Seven students who struggled with reading took exceptional steps in their reading speed and comprehension this year thanks to the Accelerated Literacy Project, a national pilot project that teachers brought to Thames High School. English teacher Michelle Sim supervised the programme in the classroom and liaised with families. Now, students’ progress is informing educators across the nation.
The project’s goal is to accelerate Year 10 literacy to ultimately improve Level 1 NCEA achievement, and to increase students’ confidence and use of language across all subject areas. Deputy Principal Sue Baker and English Head of Department Dr Jennifer Glenn recently presented the results of the project—with data showing significant success—to leaders in Wellington.
Perhaps just as important as the data were enthusiastic reviews from the students who participated.

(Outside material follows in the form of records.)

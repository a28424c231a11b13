// Signal handling module
//
// Supported signals:
// - SIGTERM: Graceful shutdown
// - SIGINT:  Graceful shutdown (Ctrl+C)

use std::sync::atomic::{AtomicBool, Ordering};
use std::sync::Arc;
use tokio::sync::Notify;

use crate::logger;

/// Signal handler state
pub struct SignalHandler {
    /// Shutdown signal (SIGTERM, SIGINT)
    pub shutdown: Arc<Notify>,
    /// Whether shutdown has been requested
    pub shutdown_requested: Arc<AtomicBool>,
}

impl SignalHandler {
    pub fn new() -> Self {
        Self {
            shutdown: Arc::new(Notify::new()),
            shutdown_requested: Arc::new(AtomicBool::new(false)),
        }
    }

    /// Mark shutdown as requested and wake the server loop.
    ///
    /// `notify_one` stores a permit, so a loop that is between two
    /// `select!` iterations still observes the request.
    pub fn trigger(&self, signal: &str) {
        if self.shutdown_requested.swap(true, Ordering::SeqCst) {
            return;
        }
        logger::log_shutdown_requested(signal);
        self.shutdown.notify_one();
    }
}

impl Default for SignalHandler {
    fn default() -> Self {
        Self::new()
    }
}

/// Start signal handlers (Unix only)
///
/// Spawns a background task that turns SIGTERM or SIGINT into a single
/// shutdown notification. If a handler cannot be registered the error is
/// logged and Ctrl+C remains the only trigger.
#[cfg(unix)]
pub fn start_signal_handler(handler: Arc<SignalHandler>) {
    use tokio::signal::unix::{signal, SignalKind};

    tokio::spawn(async move {
        let (mut sigterm, mut sigint) =
            match (signal(SignalKind::terminate()), signal(SignalKind::interrupt())) {
                (Ok(term), Ok(int)) => (term, int),
                (Err(e), _) | (_, Err(e)) => {
                    logger::log_error(&format!("Failed to register signal handlers: {e}"));
                    if tokio::signal::ctrl_c().await.is_ok() {
                        handler.trigger("Ctrl+C");
                    }
                    return;
                }
            };

        tokio::select! {
            _ = sigterm.recv() => handler.trigger("SIGTERM"),
            _ = sigint.recv() => handler.trigger("SIGINT"),
        }
    });
}

/// Fallback for non-Unix platforms - only handles Ctrl+C
#[cfg(not(unix))]
pub fn start_signal_handler(handler: Arc<SignalHandler>) {
    tokio::spawn(async move {
        if let Ok(()) = tokio::signal::ctrl_c().await {
            handler.trigger("Ctrl+C");
        }
    });
}

#[cfg(test)]
mod tests {
    use super::*;
    use std::time::Duration;

    #[tokio::test]
    async fn test_trigger_before_wait_is_not_lost() {
        let handler = SignalHandler::new();
        handler.trigger("SIGTERM");
        assert!(handler.shutdown_requested.load(Ordering::SeqCst));

        tokio::time::timeout(Duration::from_secs(1), handler.shutdown.notified())
            .await
            .unwrap();
    }

    #[tokio::test]
    async fn test_trigger_is_idempotent() {
        let handler = SignalHandler::new();
        handler.trigger("SIGINT");
        handler.trigger("SIGTERM");

        handler.shutdown.notified().await;
        // Second trigger stored no extra permit
        let second = tokio::time::timeout(Duration::from_millis(20), handler.shutdown.notified()).await;
        assert!(second.is_err());
    }
}
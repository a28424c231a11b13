// Application state module
// Shared, read-only state handed to every connection task

use super::types::Config;
use crate::api::BookHandler;
use crate::http::CorsPolicy;
use crate::store::SharedStore;

/// Application state
pub struct AppState {
    pub config: Config,
    pub books: BookHandler,
    pub cors: CorsPolicy,
}

impl AppState {
    /// Wire the handler to an already connected store
    pub fn new(config: &Config, store: SharedStore) -> Self {
        Self {
            config: config.clone(),
            books: BookHandler::new(store, config.store_timeout(), config.http.max_body_size),
            cors: CorsPolicy::new(&config.http.cors),
        }
    }
}
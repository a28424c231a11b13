// API response utility functions module

use crate::logger;
use http_body_util::Full;
use hyper::body::Bytes;
use hyper::header::CONTENT_TYPE;
use hyper::{Response, StatusCode};
use serde::Serialize;

const JSON: &str = "application/json; charset=utf-8";

/// Build JSON response
pub fn json_response<T: Serialize + ?Sized>(status: StatusCode, body: &T) -> Response<Full<Bytes>> {
    let json = match serde_json::to_vec(body) {
        Ok(j) => j,
        Err(e) => {
            logger::log_error(&format!("Failed to serialize response: {e}"));
            return Response::builder()
                .status(StatusCode::INTERNAL_SERVER_ERROR)
                .header(CONTENT_TYPE, JSON)
                .body(Full::new(Bytes::from_static(
                    br#"{"error":"Internal server error"}"#,
                )))
                .unwrap_or_else(|_| Response::new(Full::new(Bytes::from("Error"))));
        }
    };

    Response::builder()
        .status(status)
        .header(CONTENT_TYPE, JSON)
        .body(Full::new(Bytes::from(json)))
        .unwrap_or_else(|e| {
            logger::log_error(&format!("Failed to build response: {e}"));
            Response::new(Full::new(Bytes::from("Error")))
        })
}

/// 204 No Content response
pub fn no_content() -> Response<Full<Bytes>> {
    Response::builder()
        .status(StatusCode::NO_CONTENT)
        .body(Full::new(Bytes::new()))
        .unwrap_or_else(|_| Response::new(Full::new(Bytes::new())))
}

“It made me know how to skim-read paragraphs so I know what information to look for,” explained one student. “It made me read my books faster because I got to know how to understand the text more.”
The project emphasises support from parents as well as school, with positive reactions from the parents involved. “So happy with the reading he has done on the programme,” said one parent. “Perhaps it’s not massive amounts by other kids’ standards but for him huge amounts. . . More importantly he is really enjoying taking off to bed early and reading for a good length of time.”
We applaud the students and parents who took part in the project, and the teachers who brought this unique and effective new model to Thames.